Come All You Coal Miners

Submitted by Matthew on 28 September, 2011 - 12:13

This song was composed by Sarah Ogan Gunning. Sarah was born in 1910 in Bell County Kentucky. One of fifteen children she was the daughter of a coal miner who was a keen trade unionist.

In 1925 Sarah married Andrew Ogan. Andrew was a member of the (short-lived) Communist Party-led National Miners Union.

Unemployment hit the mining community of Kentucky and many migrated — the Ogans end up in the slums of lower East Side, New York City in around 1935. Sarah later married Joseph Gunning, a skilled metal polisher and migrated once again to Detroit in the early 1940s.

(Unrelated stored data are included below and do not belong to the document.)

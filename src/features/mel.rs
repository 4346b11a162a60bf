//! Slaney-style mel filterbank, log power scaling and the orthonormal DCT
//! that together turn a power spectrogram into MFCCs.

const MIN_LOG_HZ: f32 = 1_000.0;
const LINEAR_HZ_PER_MEL: f32 = 200.0 / 3.0;
const MIN_LOG_MEL: f32 = MIN_LOG_HZ / LINEAR_HZ_PER_MEL;

fn log_step() -> f32 {
    6.4_f32.ln() / 27.0
}

/// Hz to mel on the Slaney scale: linear below 1 kHz, logarithmic above.
pub fn hz_to_mel(hz: f32) -> f32 {
    if hz >= MIN_LOG_HZ {
        MIN_LOG_MEL + (hz / MIN_LOG_HZ).ln() / log_step()
    } else {
        hz / LINEAR_HZ_PER_MEL
    }
}

pub fn mel_to_hz(mel: f32) -> f32 {
    if mel >= MIN_LOG_MEL {
        MIN_LOG_HZ * (log_step() * (mel - MIN_LOG_MEL)).exp()
    } else {
        mel * LINEAR_HZ_PER_MEL
    }
}

/// Triangular filters spanning `0..sample_rate/2`, area-normalized.
///
/// Returns `n_mels` rows of `n_fft / 2 + 1` weights.
pub fn mel_filterbank(sample_rate: u32, n_fft: usize, n_mels: usize) -> Vec<Vec<f32>> {
    let bins = n_fft / 2 + 1;
    let fft_freqs: Vec<f32> = (0..bins)
        .map(|k| k as f32 * sample_rate as f32 / n_fft as f32)
        .collect();

    let max_mel = hz_to_mel(sample_rate as f32 / 2.0);
    let edges: Vec<f32> = (0..n_mels + 2)
        .map(|i| mel_to_hz(max_mel * i as f32 / (n_mels + 1) as f32))
        .collect();

    (0..n_mels)
        .map(|m| {
            let (lo, center, hi) = (edges[m], edges[m + 1], edges[m + 2]);
            let enorm = if hi > lo { 2.0 / (hi - lo) } else { 0.0 };
            fft_freqs
                .iter()
                .map(|&f| {
                    let lower = if center > lo { (f - lo) / (center - lo) } else { 0.0 };
                    let upper = if hi > center { (hi - f) / (hi - center) } else { 0.0 };
                    lower.min(upper).max(0.0) * enorm
                })
                .collect()
        })
        .collect()
}

/// Power in dB relative to 1.0, floored at `amin` and limited to `top_db`
/// below the overall maximum.
pub fn power_to_db(power: &mut [Vec<f32>], amin: f32, top_db: f32) {
    let mut max_db = f32::NEG_INFINITY;
    for row in power.iter_mut() {
        for value in row.iter_mut() {
            *value = 10.0 * value.max(amin).log10();
            max_db = max_db.max(*value);
        }
    }
    let floor = max_db - top_db;
    for row in power.iter_mut() {
        for value in row.iter_mut() {
            *value = value.max(floor);
        }
    }
}

/// First `n_out` coefficients of the orthonormal DCT-II of `input`.
pub fn dct_ortho(input: &[f32], n_out: usize) -> Vec<f32> {
    let n = input.len();
    if n == 0 {
        return vec![0.0; n_out];
    }
    let nf = n as f32;
    (0..n_out)
        .map(|k| {
            let sum: f32 = input
                .iter()
                .enumerate()
                .map(|(i, &x)| {
                    x * (std::f32::consts::PI * k as f32 * (2.0 * i as f32 + 1.0) / (2.0 * nf)).cos()
                })
                .sum();
            let scale = if k == 0 { (1.0 / nf).sqrt() } else { (2.0 / nf).sqrt() };
            sum * scale
        })
        .collect()
}

#[cfg(test)]
mod tests {
    use super::*;

    #[test]
    fn mel_scale_round_trips() {
        for hz in [0.0, 250.0, 999.0, 1_000.0, 4_000.0, 8_000.0] {
            let back = mel_to_hz(hz_to_mel(hz));
            assert!((back - hz).abs() < 0.05, "{hz} -> {back}");
        }
    }

    #[test]
    fn mel_scale_is_linear_below_1k() {
        assert!((hz_to_mel(200.0 / 3.0) - 1.0).abs() < 1e-5);
        assert!((hz_to_mel(1_000.0) - 15.0).abs() < 1e-5);
    }

    #[test]
    fn filterbank_shape_and_coverage() {
        let bank = mel_filterbank(16_000, 2048, 128);
        assert_eq!(bank.len(), 128);
        assert!(bank.iter().all(|row| row.len() == 1025));
        assert!(bank.iter().all(|row| row.iter().all(|w| *w >= 0.0)));
        assert!(bank.iter().all(|row| row.iter().any(|w| *w > 0.0)));
    }

    #[test]
    fn dct_of_constant_is_dc_only() {
        let out = dct_ortho(&[2.0; 8], 4);
        assert!((out[0] - 2.0 * 8.0_f32.sqrt()).abs() < 1e-4);
        assert!(out[1..].iter().all(|c| c.abs() < 1e-4));
    }

    #[test]
    fn power_to_db_clips_to_top_db() {
        let mut power = vec![vec![1.0, 1e-12]];
        power_to_db(&mut power, 1e-10, 80.0);
        assert!((power[0][0] - 0.0).abs() < 1e-5);
        assert!((power[0][1] + 80.0).abs() < 1e-4);
    }
}
//! Audio front end: ingestion, noise suppression and voice-activity gating.
//!
//! # Pipeline
//!
//! ```text
//! file / samples → AudioIngestor (symphonia → stereo_to_mono → resample)
//!               → NoiseSuppressor (optional) → VoiceActivityGate → Signal
//! ```
//!
//! The canonical signal from ingestion is also encoded with [`encode_wav`]
//! and uploaded for transcription; the denoised, gated signal only feeds
//! acoustic feature extraction.

pub mod denoise;
pub mod ingest;
pub mod resample;
pub mod signal;
pub mod stft;
pub mod vad;
pub mod wav;

pub use denoise::NoiseSuppressor;
pub use ingest::{AudioError, AudioIngestor, SUPPORTED_EXTENSIONS};
pub use resample::{resample, stereo_to_mono};
pub use signal::{AudioInput, Signal};
pub use vad::{SpeechInterval, VoiceActivityGate};
pub use wav::encode_wav;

It was while she was in New York that Sarah met folk singers who were part of a revival of folk song — Pete Seeger, Burl Ives, Huddie Ledbetter, Earl Robinson, Will Geer, Woody Guthrie. Many would go on to “cover” her songs. Sarah herself, caught up in the everyday reality of poverty and surviving poverty, never made a “career” for herself in songwriting. However in the early sixties she performed in public at folk festivals.

This song was “inspired” by the Great Depression and was one of many of that time and place (southern pits and mills) which blended “radical” anti-capitalist lyrics and traditional melodies. It was written about her husband, who at the time (late 30s) was dying of TB.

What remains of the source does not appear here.